On ne devrait donc pas être surpris de retouver le même mot (kavod) au cœur du Décalogue : « Honore ton père et ta mère » (Dt 5, 16). Honore, glorifie, donne du poids à tes parents : souviens-toi que dans ce cas aussi tu es une créature. Pendant cette pandémie, malgré toutes les erreurs, nous avons vraiment essayé d'honorer nos pères et nos mères. Nous ne les avons pas considérés comme un fardeau, mais nous leur avons donné du poids. Et, sans le savoir, en rétrécissant ensemble nos espaces, nous avons redécouvert et ressuscité l'espace collectif et le bien commun du quatrième commandement - nous avions oublié la Bible, mais la Bible ne nous avait pas oubliés.

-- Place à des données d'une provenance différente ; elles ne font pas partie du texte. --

mod cancel;
mod help;
mod start;
mod stats;

pub use cancel::cancel;
pub use help::help;
pub use start::start;
pub use stats::stats;
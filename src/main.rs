mod commands;
mod config;
mod db;
mod downloader;
mod errors;
mod extractor;
mod flow;
mod handlers;
mod migrations;
mod schema;
mod session;
mod temp_file;
mod utils;
mod worker;

use std::sync::Arc;
use std::time::Duration;

use sqlx::sqlite::SqlitePoolOptions;
use teloxide::prelude::*;

use crate::config::Config;
use crate::db::HistoryDb;
use crate::downloader::Downloader;
use crate::extractor::Extractor;
use crate::migrations::run_migrations;
use crate::schema::schema;
use crate::session::SessionStore;
use crate::worker::ActiveDownloads;

#[tokio::main]
async fn main() {
    let _ = dotenvy::dotenv();
    pretty_env_logger::init();
    log::info!("Starting download bot...");

    let config = Arc::new(Config::from_env());
    if let Err(e) = tokio::fs::create_dir_all(&config.download_dir).await {
        log::error!("cannot create {:?}: {}", config.download_dir, e);
        return;
    }

    let pool = match SqlitePoolOptions::new()
        .max_connections(5)
        .connect(&config.database_url)
        .await
    {
        Ok(pool) => pool,
        Err(e) => {
            log::error!("cannot open database {}: {}", config.database_url, e);
            return;
        }
    };
    if let Err(e) = run_migrations(&pool).await {
        log::error!("migrations failed: {}", e);
        return;
    }
    let history = HistoryDb::new(pool);

    let bot = Bot::from_env();
    let sessions = Arc::new(SessionStore::new(config.session_ttl));
    let extractor = Arc::new(Extractor::new());
    let downloader = Arc::new(Downloader::new());
    let active = Arc::new(ActiveDownloads::new(config.max_concurrent_downloads));

    // Sweep abandoned sessions so their downloads don't outlive the user's
    // interest.
    tokio::spawn(sweep_expired_sessions(sessions.clone(), active.clone()));

    Dispatcher::builder(bot, schema())
        .dependencies(dptree::deps![
            sessions,
            extractor,
            downloader,
            active,
            history,
            config
        ])
        .enable_ctrlc_handler()
        .build()
        .dispatch()
        .await;
}

async fn sweep_expired_sessions(sessions: Arc<SessionStore>, active: Arc<ActiveDownloads>) {
    let mut interval = tokio::time::interval(Duration::from_secs(60));
    loop {
        interval.tick().await;
        for chat in sessions.purge_expired().await {
            active.cancel(chat).await;
            log::info!("expired session for chat {}", chat);
        }
    }
}
//! Message and callback handlers.
//!
//! Every inline button carries `prefix:payload:token`; the token pins the
//! press to the session it was rendered for. Handlers parse the payload,
//! run the compare-and-swap stage transition, and render the resulting
//! effect. A losing press (expired, replaced, or already consumed session)
//! gets a callback toast and changes nothing.

mod cancel_received;
mod link_received;
mod quality_received;
mod subtitle_format_received;
mod subtitle_lang_received;
mod type_received;

pub use cancel_received::cancel_received;
pub use link_received::{link_received, unsupported_message};
pub use quality_received::quality_received;
pub use subtitle_format_received::subtitle_format_received;
pub use subtitle_lang_received::subtitle_lang_received;
pub use type_received::type_received;

use std::sync::Arc;

use strum::IntoEnumIterator;
use teloxide::prelude::*;
use teloxide::types::{
    InlineKeyboardButton, InlineKeyboardMarkup, MaybeInaccessibleMessage, MessageId,
};

use crate::config::{self, Config, QUALITY_LADDER};
use crate::db::HistoryDb;
use crate::downloader::Downloader;
use crate::errors::{BotError, HandlerResult};
use crate::extractor::{ItemMetadata, MediaInfo, SubtitleOrigin};
use crate::flow::{DownloadType, Effect, SubtitleFormat};
use crate::session::{Session, SessionStore};
use crate::utils::format_size;
use crate::worker::{ActiveDownloads, spawn_download};

/// Chat and message the pressed keyboard is attached to.
pub(crate) fn message_coords(query: &CallbackQuery) -> Option<(ChatId, MessageId)> {
    match query.message.as_ref()? {
        MaybeInaccessibleMessage::Regular(m) => Some((m.chat.id, m.id)),
        MaybeInaccessibleMessage::Inaccessible(m) => Some((m.chat.id, m.message_id)),
    }
}

/// Split `prefix:payload:token` callback data.
pub(crate) fn split_payload<'a>(data: &'a str, prefix: &str) -> Option<(&'a str, &'a str)> {
    data.strip_prefix(prefix)?.split_once(':')
}

/// Acknowledge a press against a dead or already-consumed session with a
/// toast; the message it was attached to stays as-is.
pub(crate) async fn answer_stale(bot: &Bot, query: &CallbackQuery) -> HandlerResult {
    bot.answer_callback_query(&query.id)
        .text(BotError::StaleSession.user_message())
        .await?;
    Ok(())
}

fn cancel_button(session: &Session) -> InlineKeyboardButton {
    InlineKeyboardButton::callback("❌ Cancel", format!("cx:{}", session.token))
}

fn chunked_keyboard(
    buttons: Vec<InlineKeyboardButton>,
    per_row: usize,
    session: &Session,
) -> InlineKeyboardMarkup {
    let mut keyboard = InlineKeyboardMarkup::default();
    for row in buttons.chunks(per_row) {
        keyboard = keyboard.append_row(row.to_vec());
    }
    keyboard.append_row([cancel_button(session)])
}

/// Download type prompt. Collections only get the media button; subtitle
/// fetching is a single-item feature.
pub(crate) fn type_keyboard(session: &Session) -> InlineKeyboardMarkup {
    let buttons: Vec<InlineKeyboardButton> = DownloadType::iter()
        .enumerate()
        .filter(|(_, ty)| {
            matches!(session.media, MediaInfo::Item(_)) || *ty == DownloadType::MediaOnly
        })
        .map(|(idx, ty)| {
            InlineKeyboardButton::callback(ty.to_string(), format!("dt:{}:{}", idx, session.token))
        })
        .collect();

    chunked_keyboard(buttons, 3, session)
}

fn quality_keyboard(session: &Session) -> InlineKeyboardMarkup {
    let buttons: Vec<InlineKeyboardButton> = match &session.media {
        MediaInfo::Item(item) if !item.qualities.is_empty() => item
            .qualities
            .iter()
            .map(|q| {
                let label = match q.approx_size {
                    Some(size) => format!("{} ({})", q.label(), format_size(size)),
                    None => q.label(),
                };
                InlineKeyboardButton::callback(label, format!("q:{}:{}", q.height, session.token))
            })
            .collect(),
        // No format data (collections, or probing came back empty): offer
        // the standard ladder and let yt-dlp pick the closest match.
        _ => QUALITY_LADDER
            .iter()
            .map(|&h| {
                InlineKeyboardButton::callback(format!("{}p", h), format!("q:{}:{}", h, session.token))
            })
            .collect(),
    };

    chunked_keyboard(buttons, 3, session)
}

/// Language prompt; manual tracks are marked ✅, auto-generated ones 🔄.
fn subtitle_lang_keyboard(item: &ItemMetadata, session: &Session) -> InlineKeyboardMarkup {
    let buttons: Vec<InlineKeyboardButton> = item
        .subtitles
        .iter()
        .map(|(lang, track)| {
            let marker = match track.origin {
                SubtitleOrigin::Manual => "✅",
                SubtitleOrigin::Automatic => "🔄",
            };
            let name = config::language_name(lang).unwrap_or(lang);
            InlineKeyboardButton::callback(
                format!("{} {}", marker, name),
                format!("sl:{}:{}", lang, session.token),
            )
        })
        .collect();

    chunked_keyboard(buttons, 2, session)
}

fn subtitle_format_keyboard(session: &Session) -> InlineKeyboardMarkup {
    let buttons: Vec<InlineKeyboardButton> = SubtitleFormat::iter()
        .map(|f| {
            InlineKeyboardButton::callback(
                f.to_string().to_uppercase(),
                format!("sf:{}:{}", f, session.token),
            )
        })
        .collect();

    chunked_keyboard(buttons, 3, session)
}

/// Render the effect of a successful stage transition.
pub(crate) async fn dispatch_effect(
    bot: &Bot,
    chat: ChatId,
    session: &Session,
    effect: Effect,
    sessions: &Arc<SessionStore>,
    downloader: &Arc<Downloader>,
    active: &Arc<ActiveDownloads>,
    history: &HistoryDb,
    config: &Arc<Config>,
) -> HandlerResult {
    match effect {
        Effect::PromptQuality => {
            bot.edit_message_text(chat, session.status_message, "🎚 Pick a quality:")
                .reply_markup(quality_keyboard(session))
                .await?;
        }
        Effect::PromptSubtitleLang => {
            let MediaInfo::Item(item) = &session.media else {
                return Err(BotError::StaleSession);
            };
            if item.subtitles.is_empty() {
                sessions.remove(chat).await;
                bot.edit_message_text(
                    chat,
                    session.status_message,
                    "❌ No subtitles are available for this video.",
                )
                .await?;
                return Ok(());
            }
            bot.edit_message_text(chat, session.status_message, "🗣 Pick a subtitle language:")
                .reply_markup(subtitle_lang_keyboard(item, session))
                .await?;
        }
        Effect::PromptSubtitleFormat => {
            bot.edit_message_text(chat, session.status_message, "📄 Pick a subtitle format:")
                .reply_markup(subtitle_format_keyboard(session))
                .await?;
        }
        Effect::BeginDownload => {
            spawn_download(
                bot.clone(),
                chat,
                session.clone(),
                config.clone(),
                downloader.clone(),
                sessions.clone(),
                active.clone(),
                history.clone(),
            )
            .await;
        }
        Effect::Cancelled => {
            sessions.remove(chat).await;
            active.cancel(chat).await;
            bot.edit_message_text(chat, session.status_message, "❌ Cancelled.")
                .await?;
        }
    }

    Ok(())
}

Job, au point culminant de sa nuit, s'est exclamé : « Il m'a dépouillé de ma gloire ! » (Jb 19, 9). Ce cri de Job s'adresse à Dieu, qu'il considère comme son bourreau. Et s'il y a toujours beaucoup de gens qui, aujourd'hui comme autrefois, crient vers Dieu pour lui imputer la perte de leur honneur, et ne perdent donc pas leur foi (la Bible leur réserve une place importante), le Psaume 4 nous montre une autre forme de cri, le cri de celui qui, au milieu du malheur, sent que Quelqu'un croit encore à sa gloire et à son honneur : « Sachez que le Seigneur a mis à part son fidèle, le Seigneur entend quand je crie vers lui.» (4, 4). La foi, c'est aussi la certitude que lorsque plus personne ne voit notre dignité, il existe encore un endroit où elle n’a pas perdu un gramme de son poids . C'est là qu'émerge la nature du don de la foi : retrouver au fond de notre âme ce regard qui reconnaît notre honneur bafoué par tous, sentir que quelqu'un contemple notre gloire alors que d'autres n’y voient que vanité, voilà un héritage qui n’a pas de prix.

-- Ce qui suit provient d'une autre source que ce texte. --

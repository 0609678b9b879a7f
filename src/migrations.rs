//! Database migrations using sqlx built-in migration system.
//!
//! Migrations are stored in the `migrations/` directory.
//! Each migration file is named `NNNN_description.sql`.

use sqlx::SqlitePool;
use sqlx::migrate::Migrator;

use crate::errors::BotResult;

// Embed migrations at compile time
static MIGRATOR: Migrator = sqlx::migrate!("./migrations");

/// Run all pending migrations using sqlx migrate
pub async fn run_migrations(pool: &SqlitePool) -> BotResult<()> {
    MIGRATOR.run(pool).await?;
    log::info!("Database migrations completed successfully");
    Ok(())
}
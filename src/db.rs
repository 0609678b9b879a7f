//! Download history persistence.
//! Works with raw SQL and primitive types only.

use chrono::Utc;
use sqlx::{Row, SqlitePool};

use crate::errors::BotResult;

/// Aggregated per-user numbers for /stats
#[derive(Debug, Clone, PartialEq)]
pub struct UserStats {
    pub total_downloads: i64,
    pub completed: i64,
    pub failed: i64,
    pub total_bytes: i64,
    /// Unix timestamp of the first /start
    pub member_since: Option<i64>,
}

#[derive(Clone)]
pub struct HistoryDb {
    pool: SqlitePool,
}

impl HistoryDb {
    pub fn new(pool: SqlitePool) -> Self {
        Self { pool }
    }

    pub async fn upsert_user(&self, chat_id: i64, username: Option<&str>) -> BotResult<()> {
        let now = Utc::now().timestamp();

        sqlx::query(
            r#"
            INSERT INTO users (chat_id, username, first_seen, last_activity)
            VALUES (?, ?, ?, ?)
            ON CONFLICT(chat_id) DO UPDATE SET
                username = excluded.username,
                last_activity = excluded.last_activity
            "#,
        )
        .bind(chat_id)
        .bind(username)
        .bind(now)
        .bind(now)
        .execute(&self.pool)
        .await?;

        Ok(())
    }

    /// Record a terminal download outcome (`completed` or `failed`).
    pub async fn record_completion(
        &self,
        chat_id: i64,
        url: &str,
        title: &str,
        kind: &str,
        quality: Option<&str>,
        file_size: Option<i64>,
        status: &str,
    ) -> BotResult<()> {
        let now = Utc::now().timestamp();

        sqlx::query(
            r#"
            INSERT INTO downloads (chat_id, url, title, kind, quality, file_size, status, created_at)
            VALUES (?, ?, ?, ?, ?, ?, ?, ?)
            "#,
        )
        .bind(chat_id)
        .bind(url)
        .bind(title)
        .bind(kind)
        .bind(quality)
        .bind(file_size)
        .bind(status)
        .bind(now)
        .execute(&self.pool)
        .await?;

        Ok(())
    }

    pub async fn user_stats(&self, chat_id: i64) -> BotResult<UserStats> {
        let row = sqlx::query(
            r#"
            SELECT
                COUNT(*) AS total,
                COALESCE(SUM(status = 'completed'), 0) AS completed,
                COALESCE(SUM(status = 'failed'), 0) AS failed,
                COALESCE(SUM(CASE WHEN status = 'completed' THEN file_size ELSE 0 END), 0) AS total_bytes
            FROM downloads WHERE chat_id = ?
            "#,
        )
        .bind(chat_id)
        .fetch_one(&self.pool)
        .await?;

        let member_since =
            sqlx::query_scalar::<_, Option<i64>>("SELECT first_seen FROM users WHERE chat_id = ?")
                .bind(chat_id)
                .fetch_optional(&self.pool)
                .await?
                .flatten();

        Ok(UserStats {
            total_downloads: row.get("total"),
            completed: row.get("completed"),
            failed: row.get("failed"),
            total_bytes: row.get("total_bytes"),
            member_since,
        })
    }
}

#[cfg(test)]
mod tests {
    use super::*;
    use crate::migrations::run_migrations;

    async fn test_db() -> HistoryDb {
        let pool = SqlitePool::connect("sqlite::memory:").await.unwrap();
        run_migrations(&pool).await.unwrap();
        HistoryDb::new(pool)
    }

    #[tokio::test]
    async fn upsert_user_is_idempotent() {
        let db = test_db().await;
        db.upsert_user(1, Some("alice")).await.unwrap();
        db.upsert_user(1, Some("alice_renamed")).await.unwrap();

        let stats = db.user_stats(1).await.unwrap();
        assert!(stats.member_since.is_some());
    }

    #[tokio::test]
    async fn stats_aggregate_outcomes() {
        let db = test_db().await;
        db.upsert_user(1, None).await.unwrap();
        db.record_completion(1, "u1", "t1", "media", Some("720p"), Some(1000), "completed")
            .await
            .unwrap();
        db.record_completion(1, "u2", "t2", "subtitle", None, Some(50), "completed")
            .await
            .unwrap();
        db.record_completion(1, "u3", "t3", "media", Some("480p"), None, "failed")
            .await
            .unwrap();
        // Another user's rows must not leak in
        db.record_completion(2, "u4", "t4", "media", None, Some(9999), "completed")
            .await
            .unwrap();

        let stats = db.user_stats(1).await.unwrap();
        assert_eq!(stats.total_downloads, 3);
        assert_eq!(stats.completed, 2);
        assert_eq!(stats.failed, 1);
        assert_eq!(stats.total_bytes, 1050);
    }

    #[tokio::test]
    async fn stats_for_unknown_user_are_empty() {
        let db = test_db().await;
        let stats = db.user_stats(42).await.unwrap();
        assert_eq!(stats.total_downloads, 0);
        assert_eq!(stats.member_since, None);
    }
}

Beaucoup de gens traversent leur vie accompagnés de quelques regards différents - au moins un - capables de reconnaître une dignité, un honneur et une gloire que les autres ne voient pas. Sans ces regards particuliers, la vie serait trop triste pour être supportée. Mais nous savons tous que la platitude du regard de ceux qui nous entourent n'est pas éternelle. Certains nous quittent, "changent" de regard, se perdent ou nous les perdons ; quant aux quelques uns qui ont la chance de mourir accompagnés par l’un de ces regards bienveillants, ils comprennent aussi, pour autant qu’ils aient mené une vie assez longue et authentique, qu'aucun regard humain ne peut rejoindre le plus profond de leur âme - pas même le leur. C'est l’espace où sont conservés nos premiers et nos derniers mots, l’espace où demeurent les douleurs jamais avouées, les joies ineffables, les chagrins trop délicats et trop précieux pour pouvoir être racontés, même à notre cœur.

C'est dans ce "sanctuaire de l’âme" que le regard de la foi peut pénétrer. Prier, c'est se retrouver dans les conditions de douceur qui permettent à ce regard différent de nous atteindre dans cette secrète demeure intérieure. Avant de demander, de supplier, d'implorer, de rendre grâce, la prière consiste à être rejoint et perçu dans une intimité autre. Même celui qui n'attribue pas ce regard à Dieu, peut parfois l’éprouver «dans la meilleure et la plus profonde partie de mon être, celle que j'appelle Dieu » (Etty Hillesum). Chaque personne peut se sentir touchée dans cette profondeur insondable. Le monde serait trop injuste si seuls ceux qui ont reçu le don de la foi se sentaient rejoints dans cet abîme du cœur. Les priants sont beaucoup plus que les croyants, car faire l'expérience de Dieu est quelque chose de très différent du nom sous lequel nous l'appelons. Je ne serais pas intéressé par un Dieu qui ne prêterait attention qu’à ceux qui le regardent, parce qu'Il serait moins digne que ces pères et ces mères qui continuent toute leur vie à regarder et à appeler par leur nom les enfants qui les ont oubliés et ne qui ne les appellent plus. Cela aussi, c’est la fraternité universelle.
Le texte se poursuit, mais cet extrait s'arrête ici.